Expression and Characterization of Four Recombinant Human Dihydrodiol Dehydrogenase Isoforms:  Oxidation of trans-7,8-Dihydroxy-7,8-dihydrobenzo[a]pyrene to the Activated o-Quinone Metabolite Benzo[a]pyrene-7,8-dione

The bioactivation of polycyclic aromatic hydrocarbons (PAHs) to their ultimate carcinogenic forms proceeds via the formation of proximate carcinogen trans-dihydrodiols. Previous studies demonstrated that rat liver 3α-hydroxysteroid dehydrogenase/dihydrodiol dehydrogenase (3α-HSD/DD), a member of the aldo−keto reductase (AKR) superfamily, oxidizes PAH trans-dihydrodiols to redox-cycling o-quinones. Multiple closely related AKRs exist in human liver; however, it is unclear which, if any, participate in PAH activation by catalyzing the NADP+-dependent oxidation of PAH trans-dihydrodiols. In this study, cDNAs encoding four human DD isoforms were isolated from HepG2 cells using isoform-selective RT-PCR. The recombinant proteins were overexpressed in Escherichia coli, purified to homogeneity, and kinetically characterized. Calculation of K M and k cat values of each isoform for model substrates revealed that they possessed enzymatic activities assigned to native human liver DD1, DD2, DD4, and type 2 3α-HSD (DDX) proteins.

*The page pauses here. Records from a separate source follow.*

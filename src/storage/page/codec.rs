use byteorder::{ByteOrder, LittleEndian};

use crate::common::types::Rid;

/// Fixed-width little-endian encoding for key and value types stored inside
/// bit-packed page layouts.
///
/// The bucket page derives its slot count from `ENCODED_SIZE`, so the width
/// must be the same for every instance of the type.
pub trait FixedCodec: Sized + Clone {
    const ENCODED_SIZE: usize;

    fn encode_into(&self, buf: &mut [u8]);
    fn decode_from(buf: &[u8]) -> Self;
}

impl FixedCodec for i32 {
    const ENCODED_SIZE: usize = 4;

    fn encode_into(&self, buf: &mut [u8]) {
        LittleEndian::write_i32(buf, *self);
    }

    fn decode_from(buf: &[u8]) -> Self {
        LittleEndian::read_i32(buf)
    }
}

impl FixedCodec for u32 {
    const ENCODED_SIZE: usize = 4;

    fn encode_into(&self, buf: &mut [u8]) {
        LittleEndian::write_u32(buf, *self);
    }

    fn decode_from(buf: &[u8]) -> Self {
        LittleEndian::read_u32(buf)
    }
}

impl FixedCodec for i64 {
    const ENCODED_SIZE: usize = 8;

    fn encode_into(&self, buf: &mut [u8]) {
        LittleEndian::write_i64(buf, *self);
    }

    fn decode_from(buf: &[u8]) -> Self {
        LittleEndian::read_i64(buf)
    }
}

impl FixedCodec for u64 {
    const ENCODED_SIZE: usize = 8;

    fn encode_into(&self, buf: &mut [u8]) {
        LittleEndian::write_u64(buf, *self);
    }

    fn decode_from(buf: &[u8]) -> Self {
        LittleEndian::read_u64(buf)
    }
}

impl FixedCodec for Rid {
    const ENCODED_SIZE: usize = 8;

    fn encode_into(&self, buf: &mut [u8]) {
        LittleEndian::write_u32(&mut buf[0..4], self.page_id);
        LittleEndian::write_u32(&mut buf[4..8], self.slot);
    }

    fn decode_from(buf: &[u8]) -> Self {
        Self {
            page_id: LittleEndian::read_u32(&buf[0..4]),
            slot: LittleEndian::read_u32(&buf[4..8]),
        }
    }
}

#[cfg(test)]
mod tests {
    use super::*;

    #[test]
    fn test_integer_round_trip() {
        let mut buf = [0u8; 8];

        (-12345i32).encode_into(&mut buf);
        assert_eq!(i32::decode_from(&buf), -12345);

        0xdead_beefu32.encode_into(&mut buf);
        assert_eq!(u32::decode_from(&buf), 0xdead_beef);

        u64::MAX.encode_into(&mut buf);
        assert_eq!(u64::decode_from(&buf), u64::MAX);
    }

    #[test]
    fn test_rid_round_trip() {
        let mut buf = [0u8; 8];
        let rid = Rid::new(42, 7);

        rid.encode_into(&mut buf);
        assert_eq!(Rid::decode_from(&buf), rid);
    }

    #[test]
    fn test_encoding_is_little_endian() {
        let mut buf = [0u8; 4];
        0x0102_0304u32.encode_into(&mut buf);
        assert_eq!(buf, [0x04, 0x03, 0x02, 0x01]);
    }
}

The ability of human DDs to oxidize the potent proximate carcinogen (±)-trans-7,8-dihydroxy-7,8-dihydrobenzo[a]pyrene (BP-diol) was then examined. A reverse phase HPLC radiochemical assay demonstrated that all four isoforms oxidize (±)-BP-diol in the following rank order: DD2 > DD1 > DD4 > DDX. Each DD consumed the entire racemic BP-diol mixture, indicating that both the minor (+)-S,S- and major (−)-R,R-stereoisomers formed in vivo are substrates. First-order decay plots showed that DD1 and DD2 displayed preferences for one of the stereoisomers, and circular dichroism spectroscopy indicated that this isomer was the (+)-7S,8S-enantiomer. The products of these reactions were trapped as either glycine or thiol ether conjugates of benzo[a]pyrene-7,8-dione (BPQ), indicating that the initial oxidation product was the reactive BPQ. Thus, human liver possesses multiple AKRs which contribute to PAH activation by catalyzing the NADP+-dependent oxidation of PAH trans-dihydrodiols to redox-active o-quinones.